Exercise
The lines from the start of the records through the one containing "operands. The handle" are to be restated word for word; please include both ends.

Collected data
⟨

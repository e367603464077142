//! Index expression IR.
//!
//! An index expression is an immutable tree of [`ExprNode`]s shared through
//! reference counting: composing expressions never copies operands. The handle
//! [`IndexExpr`] is either defined (wraps a node) or undefined, and every pass
//! treats the undefined case explicitly.
//!
//! # Module Organization
//!
//! - [`access`] - [`Access`] handles, tensor references that double as assignment targets
//! - [`constructors`] - arithmetic operators and immediate constructors
//! - [`display`] - infix printing
//! - [`tree`] - ASCII tree rendering for diagnostics

pub mod access;
pub mod constructors;
pub mod display;
pub mod tree;

use std::cell::RefCell;
use std::rc::Rc;
use std::sync::atomic::{AtomicU64, Ordering};

use smallvec::SmallVec;
use tacit_dtype::DType;

use crate::index_var::IndexVar;
use crate::schedule::OperatorSplit;
use crate::tensor::TensorVar;

pub use access::Access;

/// Shared reference to an expression node.
pub type ExprRef = Rc<ExprNode>;

// Monotonic node IDs. Used for identity-keyed sets and operator split bookkeeping.
static EXPR_ID_COUNTER: AtomicU64 = AtomicU64::new(0);

fn next_expr_id() -> u64 {
    EXPR_ID_COUNTER.fetch_add(1, Ordering::Relaxed)
}

/// Unary operators.
#[derive(Debug, Clone, Copy, PartialEq, Eq, Hash, strum::Display, strum::AsRefStr)]
pub enum UnaryOp {
    Neg,
    Sqrt,
}

/// Binary operators.
#[derive(Debug, Clone, Copy, PartialEq, Eq, Hash, strum::Display, strum::AsRefStr)]
pub enum BinaryOp {
    Add,
    Sub,
    Mul,
    Div,
}

impl BinaryOp {
    pub const fn symbol(&self) -> &'static str {
        match self {
            Self::Add => "+",
            Self::Sub => "-",
            Self::Mul => "*",
            Self::Div => "/",
        }
    }

    /// Additive operators: a missing operand leaves the other operand standing.
    ///
    /// Multiplicative operators are conjunctions instead: a missing operand removes
    /// the whole node.
    pub const fn is_disjunction(&self) -> bool {
        matches!(self, Self::Add | Self::Sub)
    }
}

/// Complex immediate value.
#[derive(Debug, Clone, Copy, PartialEq)]
pub struct Complex {
    pub re: f64,
    pub im: f64,
}

impl Complex {
    pub const fn new(re: f64, im: f64) -> Self {
        Self { re, im }
    }
}

/// Literal value stored in an immediate node.
#[derive(Debug, Clone, Copy, PartialEq)]
pub enum Immediate {
    Int(i64),
    UInt(u64),
    Float(f64),
    Complex(Complex),
}

impl Immediate {
    pub const fn dtype(&self) -> DType {
        match self {
            Self::Int(_) => DType::Int64,
            Self::UInt(_) => DType::UInt64,
            Self::Float(_) => DType::Float64,
            Self::Complex(_) => DType::Complex128,
        }
    }

    /// Same kind and same stored value. Floats compare by bit pattern, so a NaN
    /// immediate equals itself.
    pub fn same_value(&self, other: &Self) -> bool {
        match (self, other) {
            (Self::Int(a), Self::Int(b)) => a == b,
            (Self::UInt(a), Self::UInt(b)) => a == b,
            (Self::Float(a), Self::Float(b)) => a.to_bits() == b.to_bits(),
            (Self::Complex(a), Self::Complex(b)) => {
                a.re.to_bits() == b.re.to_bits() && a.im.to_bits() == b.im.to_bits()
            }
            _ => false,
        }
    }
}

/// Payload of an access node: a tensor indexed by a tuple of index variables.
#[derive(Debug, Clone)]
pub struct AccessNode {
    pub(crate) tensor: TensorVar,
    pub(crate) index_vars: SmallVec<[IndexVar; 4]>,
}

impl AccessNode {
    pub fn tensor_var(&self) -> &TensorVar {
        &self.tensor
    }

    pub fn index_vars(&self) -> &[IndexVar] {
        &self.index_vars
    }
}

/// Node variants. The set is closed: every pass matches it exhaustively.
#[derive(Debug, Clone)]
pub enum ExprKind {
    Access(AccessNode),
    Unary(UnaryOp, ExprRef),
    Binary(BinaryOp, ExprRef, ExprRef),
    Immediate(Immediate),
}

/// Expression tree node.
///
/// Nodes are immutable apart from the append-only list of operator splits. Because
/// nodes are `Rc`-shared they cannot cross threads, so split attachment is confined
/// to the thread that owns the expression.
#[derive(derive_more::Debug)]
pub struct ExprNode {
    /// Stable identity of this node.
    pub id: u64,
    pub(crate) kind: ExprKind,
    pub(crate) dtype: DType,
    #[debug(skip)]
    pub(crate) operator_splits: RefCell<SmallVec<[OperatorSplit; 1]>>,
}

impl ExprNode {
    pub(crate) fn new(kind: ExprKind) -> ExprRef {
        let dtype = match &kind {
            ExprKind::Access(access) => access.tensor.dtype(),
            ExprKind::Unary(_, a) => a.dtype,
            ExprKind::Binary(_, a, b) => DType::max_type(a.dtype, b.dtype),
            ExprKind::Immediate(imm) => imm.dtype(),
        };
        Rc::new(Self { id: next_expr_id(), kind, dtype, operator_splits: RefCell::default() })
    }

    pub(crate) fn unary(op: UnaryOp, a: ExprRef) -> ExprRef {
        Self::new(ExprKind::Unary(op, a))
    }

    pub(crate) fn binary(op: BinaryOp, a: ExprRef, b: ExprRef) -> ExprRef {
        Self::new(ExprKind::Binary(op, a, b))
    }

    pub fn kind(&self) -> &ExprKind {
        &self.kind
    }

    pub fn dtype(&self) -> DType {
        self.dtype
    }

    /// Operand nodes in evaluation order.
    pub fn children(&self) -> SmallVec<[&ExprRef; 2]> {
        match &self.kind {
            ExprKind::Access(_) | ExprKind::Immediate(_) => SmallVec::new(),
            ExprKind::Unary(_, a) => smallvec::smallvec![a],
            ExprKind::Binary(_, a, b) => smallvec::smallvec![a, b],
        }
    }

    /// Operator splits attached to this node, in attachment order.
    pub fn operator_splits(&self) -> SmallVec<[OperatorSplit; 1]> {
        self.operator_splits.borrow().clone()
    }
}

/// Handle to an index expression, possibly undefined.
///
/// Cloning is cheap and aliases the same node. There is no `PartialEq`: use
/// [`crate::equals`] for structural comparison and [`IndexExpr::ptr_eq`] for identity.
#[derive(Debug, Clone, Default)]
pub struct IndexExpr(Option<ExprRef>);

impl IndexExpr {
    /// The undefined expression.
    pub const fn undefined() -> Self {
        Self(None)
    }

    pub fn defined(&self) -> bool {
        self.0.is_some()
    }

    pub fn node(&self) -> Option<&ExprRef> {
        self.0.as_ref()
    }

    pub fn into_node(self) -> Option<ExprRef> {
        self.0
    }

    /// Identity comparison: same node, or both undefined.
    pub fn ptr_eq(&self, other: &Self) -> bool {
        match (&self.0, &other.0) {
            (Some(a), Some(b)) => Rc::ptr_eq(a, b),
            (None, None) => true,
            _ => false,
        }
    }

    pub fn dtype(&self) -> Option<DType> {
        self.0.as_ref().map(|node| node.dtype)
    }

    /// View this expression as an access, if its root is an access node.
    pub fn as_access(&self) -> Option<Access> {
        Access::from_expr(self)
    }

    /// Record that `old` is split into `left` and `right` at this node.
    ///
    /// # Panics
    ///
    /// Panics on an undefined expression.
    #[track_caller]
    pub fn split_operator(&self, old: IndexVar, left: IndexVar, right: IndexVar) {
        let node = self.0.as_ref().expect("cannot attach an operator split to an undefined expression");
        let split = OperatorSplit::new(node.id, old, left, right);
        tracing::trace!(node.id = node.id, split = %split, "operator split attached");
        node.operator_splits.borrow_mut().push(split);
    }

    /// Operator splits attached to the root node (empty when undefined).
    pub fn operator_splits(&self) -> SmallVec<[OperatorSplit; 1]> {
        self.0.as_ref().map(|node| node.operator_splits()).unwrap_or_default()
    }
}

impl From<ExprRef> for IndexExpr {
    fn from(node: ExprRef) -> Self {
        Self(Some(node))
    }
}

impl From<&ExprRef> for IndexExpr {
    fn from(node: &ExprRef) -> Self {
        Self(Some(node.clone()))
    }
}

impl From<Option<ExprRef>> for IndexExpr {
    fn from(node: Option<ExprRef>) -> Self {
        Self(node)
    }
}

impl From<&IndexExpr> for IndexExpr {
    fn from(expr: &IndexExpr) -> Self {
        expr.clone()
    }
}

⟩

Final answer
repository e367603464077142
//! Index expression IR.
//!
//! An index expression is an immutable tree of [`ExprNode`]s shared through
//! reference counting: composing expressions never copies operands. The handle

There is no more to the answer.